Cette rubrique affiche « on a lu, lisez donc ! » L’on peut toujours bien sûr froncer le sourcil à cette injonction. C’est sans sourciller que nous la réitèrerons aujourd’hui pour l’édition récente de ces « Cartes postales d’un voyage en Pologne », de Giorgio Caproni , chez William Blake and Co. Le nom de l’auteur du Gel du matin, nouvelles traduites par Bernard Simeone chez Verdier éveille l’attention, et on sait que Le Franc-tireur a obtenu coup sur coup les prix Feltrinelli et Montale (Philippe di Meo a assuré la traduction pour Champ Vallon). Un bandeau jaune décline sobrement : Auschwitz ou la banalité du mal .
Ces cartoline sont traduites de l’italien par Philippe Lacoue-Labarthe et Federico Nicolao. On connaît du premier le classique La poésie comme expérience chez Bourgois.
En 1948 Caproni avait été invité à un congrès à Wroclaw, à l’initiative du Mouvement pour la Paix . Le journal qu’il tenait (publication en 1995) s’interrompt brusquement après le 29 août, au lendemain de la fin du congrès. C’est qu’à cette date Caproni s’est rendu en « excursion » à Oswiecim (Auschwitz). Ce n’est qu’en 1961, dans trois livraisons au journal La Giustizia, qu’il consentira à relater ses Cronache e racconti di un viaggio in Polonia. De la « parole suffoquée » nous donnerons ce bref extrait :
« La Croce Rossa non ha mai notato il funzionamento e lo scopo vero delle lavanderie ? », prova a domandare qualcuno. « In effetti ha visitato alcune volte il campo. Ma ignoro il resto. Da questa parte, prego. »

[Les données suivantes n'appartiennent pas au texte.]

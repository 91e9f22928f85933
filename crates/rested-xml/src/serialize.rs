//! XML serialization: converting resources to well-formed XML documents.
//!
//! Resources are encoded with quick-xml's serde support. Two gaps of generic
//! XML encoding are closed here:
//!
//! - The XML declaration is always present.
//! - A bare sequence has no legal root element, so one is synthesized from the
//!   element type name: a `Vec<Person>` becomes `<PersonList><Person>...</Person></PersonList>`.
//!   Newtypes over a sequence get the same treatment; whether a value is a
//!   sequence is decided by how it serializes, not by its type name.

use serde::Serialize;
use serde::ser::{self, Impossible, SerializeMap};

use crate::error::XmlError;

/// The XML declaration prepended to every encoded document.
pub const XML_DECLARATION: &str = r#"<?xml version="1.0" encoding="UTF-8"?>"#;

/// Container types whose serde representation is a sequence.
const SEQUENCE_TYPES: &[&str] = &[
    "Vec",
    "VecDeque",
    "LinkedList",
    "BTreeSet",
    "HashSet",
    "BinaryHeap",
];

/// Wrapper types whose serde representation is that of their first type
/// argument.
const TRANSPARENT_TYPES: &[&str] = &["Box", "Arc", "Rc", "Cow", "Envelope"];

/// Serialize a value as a complete XML document.
///
/// Structs are rooted at their own type name. Anything that serializes as a
/// sequence, including newtypes over a `Vec`, is wrapped in a `<{Item}List>`
/// root. Any other value without an intrinsic element name (maps,
/// primitives) is rooted at its short type name.
///
/// The item name comes from the static element type when the type itself is
/// a sequence, else from the struct name of the first entry, else `Item`.
///
/// # Errors
///
/// Returns `XmlError::Serialize` if quick-xml rejects the value.
pub fn to_xml<T: Serialize + ?Sized>(value: &T) -> Result<Vec<u8>, XmlError> {
    let type_name = std::any::type_name::<T>();

    let body = if let Shape::Sequence(first) = Shape::of(value) {
        let item = sequence_item_name(type_name)
            .or_else(|| first.map(str::to_owned))
            .unwrap_or_else(|| "Item".to_owned());
        let root = format!("{item}List");
        let wrapper = SequenceRoot {
            item: &item,
            items: value,
        };
        quick_xml::se::to_string_with_root(&root, &wrapper)
    } else {
        quick_xml::se::to_string(value).or_else(|_| {
            quick_xml::se::to_string_with_root(&short_type_name(type_name), value)
        })
    }
    .map_err(|e| XmlError::Serialize(e.to_string()))?;

    Ok(with_declaration(body).into_bytes())
}

fn with_declaration(body: String) -> String {
    if body.trim_start().starts_with("<?xml") {
        return body;
    }
    let mut doc = String::with_capacity(XML_DECLARATION.len() + body.len());
    doc.push_str(XML_DECLARATION);
    doc.push_str(&body);
    doc
}

/// A single-entry map `{item: items}`, which quick-xml writes as one `<item>`
/// element per sequence entry.
struct SequenceRoot<'a, T: ?Sized> {
    item: &'a str,
    items: &'a T,
}

impl<T: Serialize + ?Sized> Serialize for SequenceRoot<'_, T> {
    fn serialize<S: serde::Serializer>(&self, serializer: S) -> Result<S::Ok, S::Error> {
        let mut map = serializer.serialize_map(Some(1))?;
        map.serialize_entry(self.item, self.items)?;
        map.end()
    }
}

/// How a value presents itself to serde, as far as choosing a root goes.
#[derive(Debug, Clone, Copy, PartialEq, Eq)]
enum Shape {
    /// A sequence, with the struct name of its first entry when it has one.
    Sequence(Option<&'static str>),
    /// A named struct.
    Struct(&'static str),
    /// Anything else.
    Other,
}

impl Shape {
    /// Inspect `value` without encoding it. Only the outer layers and the
    /// first sequence entry are visited.
    fn of<T: Serialize + ?Sized>(value: &T) -> Self {
        value.serialize(ShapeInspector).unwrap_or(Self::Other)
    }
}

#[derive(Debug, thiserror::Error)]
#[error("{0}")]
struct InspectError(String);

impl ser::Error for InspectError {
    fn custom<M: std::fmt::Display>(msg: M) -> Self {
        Self(msg.to_string())
    }
}

impl InspectError {
    fn unsupported() -> Self {
        Self("no sequence or struct shape".to_owned())
    }
}

/// A serializer that only reports the [`Shape`] of a value. Newtypes and
/// options are looked through, the way quick-xml encodes them.
#[derive(Debug)]
struct ShapeInspector;

macro_rules! other_shape {
    ($($method:ident($ty:ty)),* $(,)?) => {
        $(
            fn $method(self, _: $ty) -> Result<Shape, InspectError> {
                Ok(Shape::Other)
            }
        )*
    };
}

impl ser::Serializer for ShapeInspector {
    type Ok = Shape;
    type Error = InspectError;
    type SerializeSeq = SequenceInspector;
    type SerializeTuple = SequenceInspector;
    type SerializeTupleStruct = Impossible<Shape, InspectError>;
    type SerializeTupleVariant = Impossible<Shape, InspectError>;
    type SerializeMap = Impossible<Shape, InspectError>;
    type SerializeStruct = StructInspector;
    type SerializeStructVariant = Impossible<Shape, InspectError>;

    other_shape! {
        serialize_bool(bool),
        serialize_i8(i8),
        serialize_i16(i16),
        serialize_i32(i32),
        serialize_i64(i64),
        serialize_u8(u8),
        serialize_u16(u16),
        serialize_u32(u32),
        serialize_u64(u64),
        serialize_f32(f32),
        serialize_f64(f64),
        serialize_char(char),
        serialize_str(&str),
        serialize_bytes(&[u8]),
        serialize_unit_struct(&'static str),
    }

    fn serialize_none(self) -> Result<Shape, InspectError> {
        Ok(Shape::Other)
    }

    fn serialize_some<T: Serialize + ?Sized>(self, value: &T) -> Result<Shape, InspectError> {
        value.serialize(self)
    }

    fn serialize_unit(self) -> Result<Shape, InspectError> {
        Ok(Shape::Other)
    }

    fn serialize_unit_variant(
        self,
        _name: &'static str,
        _index: u32,
        _variant: &'static str,
    ) -> Result<Shape, InspectError> {
        Ok(Shape::Other)
    }

    fn serialize_newtype_struct<T: Serialize + ?Sized>(
        self,
        _name: &'static str,
        value: &T,
    ) -> Result<Shape, InspectError> {
        value.serialize(self)
    }

    fn serialize_newtype_variant<T: Serialize + ?Sized>(
        self,
        _name: &'static str,
        _index: u32,
        _variant: &'static str,
        _value: &T,
    ) -> Result<Shape, InspectError> {
        Ok(Shape::Other)
    }

    fn serialize_seq(self, _len: Option<usize>) -> Result<SequenceInspector, InspectError> {
        Ok(SequenceInspector::default())
    }

    fn serialize_tuple(self, _len: usize) -> Result<SequenceInspector, InspectError> {
        Ok(SequenceInspector::default())
    }

    fn serialize_tuple_struct(
        self,
        _name: &'static str,
        _len: usize,
    ) -> Result<Self::SerializeTupleStruct, InspectError> {
        Err(InspectError::unsupported())
    }

    fn serialize_tuple_variant(
        self,
        _name: &'static str,
        _index: u32,
        _variant: &'static str,
        _len: usize,
    ) -> Result<Self::SerializeTupleVariant, InspectError> {
        Err(InspectError::unsupported())
    }

    fn serialize_map(self, _len: Option<usize>) -> Result<Self::SerializeMap, InspectError> {
        Err(InspectError::unsupported())
    }

    fn serialize_struct(
        self,
        name: &'static str,
        _len: usize,
    ) -> Result<StructInspector, InspectError> {
        Ok(StructInspector(name))
    }

    fn serialize_struct_variant(
        self,
        _name: &'static str,
        _index: u32,
        _variant: &'static str,
        _len: usize,
    ) -> Result<Self::SerializeStructVariant, InspectError> {
        Err(InspectError::unsupported())
    }
}

/// Records the struct name of the first entry and skips the rest.
#[derive(Debug, Default)]
struct SequenceInspector {
    seen: bool,
    first: Option<&'static str>,
}

impl SequenceInspector {
    fn visit<T: Serialize + ?Sized>(&mut self, value: &T) {
        if !self.seen {
            self.seen = true;
            if let Shape::Struct(name) = Shape::of(value) {
                self.first = Some(name);
            }
        }
    }

    fn finish(self) -> Shape {
        Shape::Sequence(self.first)
    }
}

impl ser::SerializeSeq for SequenceInspector {
    type Ok = Shape;
    type Error = InspectError;

    fn serialize_element<T: Serialize + ?Sized>(&mut self, value: &T) -> Result<(), InspectError> {
        self.visit(value);
        Ok(())
    }

    fn end(self) -> Result<Shape, InspectError> {
        Ok(self.finish())
    }
}

impl ser::SerializeTuple for SequenceInspector {
    type Ok = Shape;
    type Error = InspectError;

    fn serialize_element<T: Serialize + ?Sized>(&mut self, value: &T) -> Result<(), InspectError> {
        self.visit(value);
        Ok(())
    }

    fn end(self) -> Result<Shape, InspectError> {
        Ok(self.finish())
    }
}

#[derive(Debug)]
struct StructInspector(&'static str);

impl ser::SerializeStruct for StructInspector {
    type Ok = Shape;
    type Error = InspectError;

    fn serialize_field<T: Serialize + ?Sized>(
        &mut self,
        _key: &'static str,
        _value: &T,
    ) -> Result<(), InspectError> {
        Ok(())
    }

    fn end(self) -> Result<Shape, InspectError> {
        Ok(Shape::Struct(self.0))
    }
}

/// Return the element name for the items of a sequence type, or `None` if
/// `type_name` does not name a sequence.
///
/// # Examples
///
/// ```
/// use rested_xml::sequence_item_name;
///
/// assert_eq!(
///     sequence_item_name("alloc::vec::Vec<app::Person>").as_deref(),
///     Some("Person")
/// );
/// assert_eq!(sequence_item_name("[app::Person; 3]").as_deref(), Some("Person"));
/// assert_eq!(sequence_item_name("app::Person"), None);
/// ```
#[must_use]
pub fn sequence_item_name(type_name: &str) -> Option<String> {
    let name = strip_reference(type_name);

    if let Some(inner) = name.strip_prefix('[') {
        let inner = inner.strip_suffix(']')?;
        return Some(short_type_name(split_top_level(inner, ';').trim()));
    }

    let (head, args) = split_generic(name);
    let segment = last_segment(head);
    if TRANSPARENT_TYPES.contains(&segment) {
        return sequence_item_name(split_top_level(args?, ','));
    }
    if SEQUENCE_TYPES.contains(&segment) {
        return Some(short_type_name(split_top_level(args?, ',')));
    }
    None
}

/// Return the unqualified name of a type, without module path or generic
/// arguments. Transparent pointers resolve to their pointee.
///
/// # Examples
///
/// ```
/// use rested_xml::short_type_name;
///
/// assert_eq!(short_type_name("app::model::Person"), "Person");
/// assert_eq!(short_type_name("alloc::sync::Arc<app::Person>"), "Person");
/// assert_eq!(short_type_name("app::Page<app::Person>"), "Page");
/// ```
#[must_use]
pub fn short_type_name(type_name: &str) -> String {
    let name = strip_reference(type_name).trim();
    if name.starts_with('[') || name.starts_with('(') {
        return "Item".to_owned();
    }

    let (head, args) = split_generic(name);
    let segment = last_segment(head);
    if let Some(args) = args {
        if TRANSPARENT_TYPES.contains(&segment) {
            return short_type_name(split_top_level(args, ','));
        }
    }
    segment.to_owned()
}

fn strip_reference(name: &str) -> &str {
    let name = name.trim_start_matches('&');
    name.strip_prefix("mut ").unwrap_or(name)
}

fn split_generic(name: &str) -> (&str, Option<&str>) {
    match name.find('<') {
        Some(start) if name.ends_with('>') => (&name[..start], Some(&name[start + 1..name.len() - 1])),
        _ => (name, None),
    }
}

fn last_segment(path: &str) -> &str {
    path.rsplit("::").next().unwrap_or(path)
}

/// Return the prefix of `s` before the first `sep` that is not nested inside
/// brackets.
fn split_top_level(s: &str, sep: char) -> &str {
    let mut depth = 0usize;
    for (i, c) in s.char_indices() {
        match c {
            '<' | '[' | '(' => depth += 1,
            '>' | ']' | ')' => depth = depth.saturating_sub(1),
            c if c == sep && depth == 0 => return s[..i].trim(),
            _ => {}
        }
    }
    s.trim()
}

« La Croix Rouge n’a jamais remarqué le fonctionnement ni le véritable but des laveries ? se risqua à demander quelqu’un. « En effet, il leur est arrivé de visiter quelquefois le camp. Mais j’ignore le reste. Par ici, s’il vous plaît. »
Lire également en page IX du Supplément du Monde des Livres l’article de Patrick Kéchichian, dont voici un extrait :
« Oh, que je n’ai jamais été aussi honteux de me savoir “humain” ! »
Que disent ces textes ? La « honte » d’abord, celle de visiteurs insouciants, « la langue déliée et prêts à la boutade et à l’anecdote ».
« Honte » surtout « pour les nazis »... « Mais, en fin de compte, les nazis ne sont-ils pas également partie intégrante de nous-mêmes (aberrante, mais toujours intégrante, hélas) ?... » A partir de cet instant, le visiteur n’est plus exempté, protégé : « Oh, que je n’ai jamais été aussi honteux de me savoir “humain” ! » A la fin de ce parcours, une fois passées les vitrines pleines d’objets familiers, de cheveux ou de boîtes de zyklon, le guide (un ancien déporté, « catholique convaincu », précise Caproni) tient ce propos, qu’entendra parfaitement le poète : « Ici, nous sommes dans le climat de tragédie pure, où la vérité a tout à perdre et rien à gagner, tant par elle-même elle est tragiquement horrible, à une quelconque adjonction de passion ou, pire, de rhétorique inutile. » P. K.